For some couples, pornography becomes a problem when the woman eventually reaches a realization that the man would prefer to look at porn than make love with her! Couple sex is much more complicated for many guys. Couple sex gets even more complex when erections and sexual functioning are problematic such as with aging, health issues or after a disability.

One recent study concluded that over 60% of adult men look at pornography. Given how potentially destructive this can be to a relationship, what can couples do about it? How can these differences be resolved? Despite the lack of easy answers, here are a few thoughts worth considering.

Sex therapists typically start by providing education to both partners. Avoiding blame and learning about sexual desire is an important first step. Sexual fantasy and the use of erotica are normal. For many couples, sharing fantasies and communicating about them can be a positive and healthy aspect of a relationship. It can intensify a couple's sexual relationship. It can also inspire couples to experiment more with their lovemaking.

Many people enjoy the use of graphic sexual images: especially men. In general, they are more visually oriented than women and enjoy the novelty, variety and curiosity. Men don't view pornography as an infidelity. They don't see it as a rejection of their partner. Often, they see it as a sexual enhancement that can add to the passion between the man and woman. For some couples, this is true. For others, it is not! Nevertheless, it is certainly worth a discussion and consideration.

If the woman continues to feel betrayed, it is important for the man to realize this. Regardless of how the man feels, he needs to understand his partner's hurt feelings. He needs to recognize the emotional pain that pornography can cause. When he does appreciate her feelings, he is better able to make changes. She meanwhile, needs to find a way to accept him and to forgive him. Compromise is often the most successful form of resolution.

As mentioned, a reliance on porn viewing may signify a problem with the relationship or a sexual discontent. This is a time for honest communication. Sexual dissatisfaction needs to be talked about without criticism and resentment. Such communication around these topics is obviously very sensitive but critical in repairing a damaged relationship.

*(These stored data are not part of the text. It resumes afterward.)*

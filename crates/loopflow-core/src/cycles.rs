//! Address-local cycle counting.
//!
//! For every output minted in a block range, a depth-bounded DFS follows
//! transfers whose target shares the root's address and counts each return
//! to the root. A cycle of length `L` is therefore counted once per starting
//! output in range, and only when `L <= max_cycle_length`.
//!
//! The search keeps an on-path set per root (not a global visited set), so an
//! output can take part in cycles from several roots while a single root's
//! search never loops. Cost is exponential in fan-out, bounded by
//! `max_cycle_length`; this is meant for small address graphs.

use std::collections::HashSet;

use crate::error::QueryError;
use crate::traits::OutputGraph;
use crate::types::{BlockKey, Vertex, VertexId};

/// A validated cycle-count request.
#[derive(Debug, Clone, Copy, PartialEq, Eq)]
pub struct CycleQuery {
    /// First block key scanned (inclusive).
    pub from_block: i64,
    /// Last block key scanned (inclusive).
    pub to_block: i64,
    /// Longest cycle still counted.
    pub max_cycle_length: i64,
}

impl CycleQuery {
    pub fn new(from_block: i64, to_block: i64, max_cycle_length: i64) -> Self {
        Self {
            from_block,
            to_block,
            max_cycle_length,
        }
    }

    /// Parse the three raw request parameters. Each is required.
    pub fn from_params(
        from_block: Option<&str>,
        to_block: Option<&str>,
        max_cycle_length: Option<&str>,
    ) -> Result<Self, QueryError> {
        Ok(Self {
            from_block: parse_param("fromBlock", from_block)?,
            to_block: parse_param("toBlock", to_block)?,
            max_cycle_length: parse_param("maxCycleLength", max_cycle_length)?,
        })
    }

    /// Run the query against `graph`.
    pub fn run<G: OutputGraph + ?Sized>(&self, graph: &G) -> u64 {
        count_cycles_in_range(graph, self.from_block, self.to_block, self.max_cycle_length)
    }
}

fn parse_param(name: &'static str, value: Option<&str>) -> Result<i64, QueryError> {
    value
        .and_then(|v| v.parse::<i64>().ok())
        .ok_or(QueryError::InvalidParameter { name })
}

/// Count address-local cycles rooted at outputs of blocks `from_block..=to_block`.
///
/// Missing block keys are skipped; `from_block > to_block` yields 0.
pub fn count_cycles_in_range<G: OutputGraph + ?Sized>(
    graph: &G,
    from_block: i64,
    to_block: i64,
    max_cycle_length: i64,
) -> u64 {
    let Some(last) = graph.block_count().checked_sub(1) else {
        return 0;
    };
    if from_block > to_block || to_block < 0 || max_cycle_length < 1 {
        return 0;
    }
    let first = from_block.max(0) as u64;
    let last = last.min(to_block as u64);
    let max_len = max_cycle_length as u64;

    let mut count = 0;
    for key in first..=last {
        let Some(block) = graph.block(BlockKey(key)) else {
            continue;
        };
        for vertex in &block.vertices {
            count += count_cycles_from(graph, vertex, max_len);
        }
    }
    count
}

struct Frame {
    id: VertexId,
    depth: u64,
    next: usize,
}

/// Count cycles of length `1..=max_len` that start and end at `root`.
pub fn count_cycles_from<G: OutputGraph + ?Sized>(graph: &G, root: &Vertex, max_len: u64) -> u64 {
    let mut count = 0;
    let mut on_path = HashSet::from([root.id]);
    let mut stack = vec![Frame {
        id: root.id,
        depth: 0,
        next: 0,
    }];

    while let Some(frame) = stack.last_mut() {
        let successors = graph.spenders(&frame.id);
        let depth = frame.depth + 1;
        if depth > max_len || frame.next >= successors.len() {
            on_path.remove(&frame.id);
            stack.pop();
            continue;
        }

        let next = successors[frame.next];
        frame.next += 1;

        let Some(vertex) = graph.vertex(&next) else {
            continue;
        };
        if vertex.address != root.address {
            continue;
        }
        if next == root.id {
            count += 1;
        } else if on_path.insert(next) {
            stack.push(Frame {
                id: next,
                depth,
                next: 0,
            });
        }
    }

    count
}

Researchers and therapists agree that couples are better off treating the porn conflict as a practical matter rather than a moral issue. Looking at porn as right or wrong is usually not helpful. There is great variation in what sexually arouses different people. The question really is, "What can a couple do about it?" "How can the couple find some agreement?"

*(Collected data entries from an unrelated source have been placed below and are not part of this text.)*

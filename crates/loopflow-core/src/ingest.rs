//! Ingestion: turning descriptor batches into blocks.
//!
//! Each descriptor `"<txid>:<index>"` names the output funding one new
//! output. The new output inherits the funding output's address and a
//! [`Transfer`] from the funding output to the new one is recorded.
//!
//! Resolution rules, in order:
//! 1. A descriptor that does not parse is skipped.
//! 2. Any txid other than the new block's key resolves through
//!    [`OutputGraph::lookup_output`]. An unknown txid or out-of-range index
//!    skips the descriptor.
//! 3. A txid equal to the new block's key names the output at that position
//!    of the new block itself, exactly as `lookup_output` would once the
//!    block is stored. An output earlier in the batch is a plain
//!    back-reference. A position the batch never reaches skips the
//!    descriptor.
//! 4. Chains of in-block references are followed until they reach a prior
//!    output. A chain that closes on itself is self-funded and owned by the
//!    block's coinbase address.
//!
//! Accepted outputs get dense positions in descriptor order. A batch with no
//! accepted descriptor still produces an (empty) block.

use std::collections::HashMap;

use tracing::{info, warn};

use crate::constants::BATCH_SEPARATOR;
use crate::error::{IngestError, LookupError, StoreError};
use crate::store::TransactionStore;
use crate::traits::OutputGraph;
use crate::types::{Block, BlockKey, OutputRef, Transfer, Vertex, VertexId};

/// A descriptor that did not become an output, and why.
#[derive(Debug, Clone, PartialEq, Eq)]
pub struct RejectedDescriptor {
    /// Position of the descriptor in the submitted batch.
    pub index: usize,
    /// The descriptor as submitted.
    pub descriptor: String,
    pub reason: IngestError,
}

/// A block ready to be appended, with its transfers.
#[derive(Debug, Clone)]
pub struct AssembledBlock {
    pub block: Block,
    pub transfers: Vec<Transfer>,
    pub rejected: Vec<RejectedDescriptor>,
}

/// Outcome of one ingestion call.
#[derive(Debug, Clone, PartialEq, Eq)]
pub struct IngestReport {
    /// Key assigned to the new block.
    pub block: BlockKey,
    /// Ids of the minted outputs, in block order.
    pub accepted: Vec<VertexId>,
    /// Descriptors that were skipped, in batch order.
    pub rejected: Vec<RejectedDescriptor>,
}

/// Split the comma-separated `transactions` wire field into descriptors.
///
/// An empty field yields a single empty descriptor, which is then rejected
/// as malformed.
pub fn split_descriptors(field: &str) -> Vec<&str> {
    field.split(BATCH_SEPARATOR).collect()
}

/// Where a descriptor draws its funds from.
#[derive(Debug, Clone)]
enum Funding {
    /// An output of an earlier block.
    Prior { id: VertexId, address: String },
    /// The output at this position of the block being assembled.
    InBlock(u64),
}

struct Candidate<'a> {
    index: usize,
    raw: &'a str,
    funding: Result<Funding, IngestError>,
}

/// Resolve `descriptors` against `graph` into the next block.
///
/// Does not modify anything: the caller appends the result. `coinbase` owns
/// any self-funded outputs.
pub fn assemble_block<G, S>(graph: &G, descriptors: &[S], coinbase: &str) -> AssembledBlock
where
    G: OutputGraph + ?Sized,
    S: AsRef<str>,
{
    let key = BlockKey(graph.block_count());
    let own_txid = key.txid();
    let mut rejected = Vec::new();
    let mut reject = |candidate: &Candidate<'_>, reason: IngestError| {
        rejected.push(RejectedDescriptor {
            index: candidate.index,
            descriptor: candidate.raw.to_string(),
            reason,
        })
    };

    let candidates: Vec<Candidate<'_>> = descriptors
        .iter()
        .enumerate()
        .map(|(index, raw)| {
            let raw: &str = raw.as_ref();
            let funding = raw
                .parse::<OutputRef>()
                .map_err(IngestError::from)
                .and_then(|output| {
                    if output.txid == own_txid {
                        Ok(Funding::InBlock(output.index))
                    } else {
                        graph
                            .lookup_output(&output.txid, output.index)
                            .map(|v| Funding::Prior {
                                id: v.id,
                                address: v.address.clone(),
                            })
                            .map_err(IngestError::from)
                    }
                });
            Candidate { index, raw, funding }
        })
        .collect();

    let mut viable = Vec::new();
    for (i, candidate) in candidates.iter().enumerate() {
        match &candidate.funding {
            Ok(_) => viable.push(i),
            Err(reason) => reject(candidate, reason.clone()),
        }
    }

    let (slots, dropped) = lay_out(&candidates, viable, &own_txid);
    for (i, reason) in dropped {
        reject(&candidates[i], reason);
    }

    let fundings: Vec<&Funding> = slots
        .iter()
        .filter_map(|&i| candidates[i].funding.as_ref().ok())
        .collect();
    let owners = resolve_owners(&fundings, coinbase);

    let mut block = Block::empty(key);
    let mut transfers = Vec::new();
    for (position, (funding, address)) in fundings.iter().zip(owners).enumerate() {
        let id = VertexId::new(key, position as u64);
        let from = match funding {
            Funding::Prior { id, .. } => *id,
            Funding::InBlock(target) => VertexId::new(key, *target),
        };
        transfers.push(Transfer { from, to: id });
        block.vertices.push(Vertex::new(id, address));
    }

    rejected.sort_by_key(|r| r.index);
    for r in &rejected {
        warn!(block = %key, descriptor = %r.descriptor, error = %r.reason, "skipping transaction");
    }

    AssembledBlock {
        block,
        transfers,
        rejected,
    }
}

/// Assign block positions to the `viable` candidates.
///
/// An in-block reference must name a position the finished block has.
/// Dropping a reference shortens the block, which can strand another one,
/// so the layout is repeated until every in-block reference lands. Returns
/// the candidate index at each position and the dropped candidates.
fn lay_out(
    candidates: &[Candidate<'_>],
    mut slots: Vec<usize>,
    own_txid: &str,
) -> (Vec<usize>, Vec<(usize, IngestError)>) {
    let mut dropped = HashMap::new();
    loop {
        let len = slots.len();
        let stranded: Vec<(usize, u64)> = slots
            .iter()
            .filter_map(|&i| match candidates[i].funding {
                Ok(Funding::InBlock(target)) if target >= len as u64 => Some((i, target)),
                _ => None,
            })
            .collect();
        if stranded.is_empty() {
            return (slots, dropped.into_iter().collect());
        }
        for (i, target) in stranded {
            let reason = LookupError::OutputOutOfRange {
                txid: own_txid.to_string(),
                index: target,
                len,
            };
            dropped.insert(i, IngestError::from(reason));
        }
        slots.retain(|i| !dropped.contains_key(i));
    }
}

#[derive(Debug, Clone)]
enum Owner {
    Pending,
    Visiting,
    Owned(String),
}

/// Follow in-block funding chains and settle the owner of every position.
fn resolve_owners(fundings: &[&Funding], coinbase: &str) -> Vec<String> {
    let mut owners = vec![Owner::Pending; fundings.len()];

    for start in 0..fundings.len() {
        let mut path = Vec::new();
        let mut current = start;
        let address = loop {
            match &owners[current] {
                Owner::Pending => {
                    owners[current] = Owner::Visiting;
                    path.push(current);
                    match fundings[current] {
                        Funding::Prior { address, .. } => break address.clone(),
                        Funding::InBlock(target) => current = *target as usize,
                    }
                }
                // Closed a loop inside this walk: self-funded.
                Owner::Visiting => break coinbase.to_string(),
                Owner::Owned(address) => break address.clone(),
            }
        };
        for node in path {
            owners[node] = Owner::Owned(address.clone());
        }
    }

    owners
        .into_iter()
        .map(|owner| match owner {
            Owner::Owned(address) => address,
            Owner::Pending | Owner::Visiting => coinbase.to_string(),
        })
        .collect()
}

/// Assemble the next block from `descriptors` and append it to `store`.
pub fn add_transactions<S: AsRef<str>>(
    store: &mut TransactionStore,
    descriptors: &[S],
    coinbase: &str,
) -> Result<IngestReport, StoreError> {
    let AssembledBlock {
        block,
        transfers,
        rejected,
    } = assemble_block(&*store, descriptors, coinbase);

    let key = block.key;
    let accepted: Vec<VertexId> = block.vertices.iter().map(|v| v.id).collect();
    store.append_block(block, transfers)?;

    info!(
        block = %key,
        accepted = accepted.len(),
        rejected = rejected.len(),
        "mined block"
    );

    Ok(IngestReport {
        block: key,
        accepted,
        rejected,
    })
}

A couple may never see eye to eye on the issue of pornography. Recognizing that your partner's tastes are different than yours is important in a mature relationship. Ultimately, if pornography is repugnant to someone you love it may be worthwhile to call it quits. For all of us, there are certain compromises and sacrifices we make for the sake of the relationship. It's a small price to pay for someone that you love and care about!

1. McCarthy, Barry, Rekindling Desire, Brunner-Routledge, New York, 2003.

2. Psychology Today, Pg. 84-87, September 2005.